What to produce >>
Start at the first line of the listing below. Write out each line exactly, stopping after the one that contains "use colored::Colorize;".

Input for this task >>
• • • •

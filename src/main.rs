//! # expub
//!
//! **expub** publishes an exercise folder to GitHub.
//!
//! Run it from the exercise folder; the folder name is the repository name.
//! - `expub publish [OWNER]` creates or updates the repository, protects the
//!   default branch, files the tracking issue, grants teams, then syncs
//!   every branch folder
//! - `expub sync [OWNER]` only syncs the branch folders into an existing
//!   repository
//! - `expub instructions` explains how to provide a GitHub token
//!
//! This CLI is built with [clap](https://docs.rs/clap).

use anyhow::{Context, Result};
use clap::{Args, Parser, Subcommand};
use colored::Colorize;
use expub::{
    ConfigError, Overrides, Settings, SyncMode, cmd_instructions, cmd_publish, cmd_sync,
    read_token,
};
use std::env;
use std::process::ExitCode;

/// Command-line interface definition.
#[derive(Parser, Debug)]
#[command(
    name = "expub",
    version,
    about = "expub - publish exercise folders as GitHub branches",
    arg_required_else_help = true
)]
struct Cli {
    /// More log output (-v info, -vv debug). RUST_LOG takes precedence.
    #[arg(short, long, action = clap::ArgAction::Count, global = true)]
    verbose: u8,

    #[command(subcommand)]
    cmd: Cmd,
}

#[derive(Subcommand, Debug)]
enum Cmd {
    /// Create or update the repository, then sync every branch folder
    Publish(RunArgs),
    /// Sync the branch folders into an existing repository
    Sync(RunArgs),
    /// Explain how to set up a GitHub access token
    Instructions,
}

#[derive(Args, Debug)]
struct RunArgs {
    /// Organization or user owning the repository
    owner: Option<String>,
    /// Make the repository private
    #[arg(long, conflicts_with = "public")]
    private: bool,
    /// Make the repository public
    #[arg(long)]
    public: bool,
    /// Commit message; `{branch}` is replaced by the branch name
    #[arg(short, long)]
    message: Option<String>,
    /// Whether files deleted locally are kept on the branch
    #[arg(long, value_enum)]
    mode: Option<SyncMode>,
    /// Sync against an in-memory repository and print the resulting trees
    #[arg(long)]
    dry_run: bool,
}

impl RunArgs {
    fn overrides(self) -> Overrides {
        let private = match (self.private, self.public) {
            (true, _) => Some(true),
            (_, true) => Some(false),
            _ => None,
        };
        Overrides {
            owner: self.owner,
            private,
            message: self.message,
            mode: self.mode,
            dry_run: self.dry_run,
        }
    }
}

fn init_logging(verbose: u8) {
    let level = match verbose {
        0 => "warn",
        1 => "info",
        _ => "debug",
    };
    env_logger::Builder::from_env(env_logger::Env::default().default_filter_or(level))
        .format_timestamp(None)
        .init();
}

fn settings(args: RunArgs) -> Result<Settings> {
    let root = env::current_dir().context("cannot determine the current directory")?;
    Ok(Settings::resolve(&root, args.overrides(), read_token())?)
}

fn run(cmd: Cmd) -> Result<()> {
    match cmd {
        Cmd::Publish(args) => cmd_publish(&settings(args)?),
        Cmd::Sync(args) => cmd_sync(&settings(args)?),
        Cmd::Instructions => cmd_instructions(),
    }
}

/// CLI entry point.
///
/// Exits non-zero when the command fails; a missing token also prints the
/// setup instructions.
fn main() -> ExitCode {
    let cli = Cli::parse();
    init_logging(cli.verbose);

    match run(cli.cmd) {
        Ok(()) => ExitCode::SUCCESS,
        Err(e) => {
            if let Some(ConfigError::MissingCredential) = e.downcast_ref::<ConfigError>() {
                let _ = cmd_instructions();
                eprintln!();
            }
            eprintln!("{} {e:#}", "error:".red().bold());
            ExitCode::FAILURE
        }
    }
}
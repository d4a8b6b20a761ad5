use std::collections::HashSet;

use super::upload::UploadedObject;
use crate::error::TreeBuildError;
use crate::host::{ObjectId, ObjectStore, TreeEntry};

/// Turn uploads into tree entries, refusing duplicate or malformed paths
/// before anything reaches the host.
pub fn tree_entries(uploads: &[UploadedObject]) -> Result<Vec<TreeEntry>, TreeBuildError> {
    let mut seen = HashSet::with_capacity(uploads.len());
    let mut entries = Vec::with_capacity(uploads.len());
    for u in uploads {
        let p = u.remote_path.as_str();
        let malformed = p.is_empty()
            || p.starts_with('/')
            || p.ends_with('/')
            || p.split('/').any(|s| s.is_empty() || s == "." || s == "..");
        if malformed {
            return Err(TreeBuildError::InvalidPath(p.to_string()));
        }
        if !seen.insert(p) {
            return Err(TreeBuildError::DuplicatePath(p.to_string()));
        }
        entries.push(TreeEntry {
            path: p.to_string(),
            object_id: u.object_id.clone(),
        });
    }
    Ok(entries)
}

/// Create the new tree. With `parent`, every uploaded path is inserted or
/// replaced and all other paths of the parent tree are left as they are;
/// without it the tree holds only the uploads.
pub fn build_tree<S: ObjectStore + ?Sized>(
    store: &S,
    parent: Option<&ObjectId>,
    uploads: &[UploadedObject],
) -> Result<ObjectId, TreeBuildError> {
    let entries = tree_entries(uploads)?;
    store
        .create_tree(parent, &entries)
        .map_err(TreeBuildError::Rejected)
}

• • • •

Answer box >>
filename src/main.rs
//! # expub
//!
//! **expub** publishes an exercise folder to GitHub.
//!
//! Run it from the exercise folder; the folder name is the repository name.
//! - `expub publish [OWNER]` creates or updates the repository, protects the
//!   default branch, files the tracking issue, grants teams, then syncs
//!   every branch folder
//! - `expub sync [OWNER]` only syncs the branch folders into an existing
//!   repository
//! - `expub instructions` explains how to provide a GitHub token
//!
//! This CLI is built with [clap](https://docs.rs/clap).

use anyhow::{Context, Result};
use clap::{Args, Parser, Subcommand};
use colored::Colorize;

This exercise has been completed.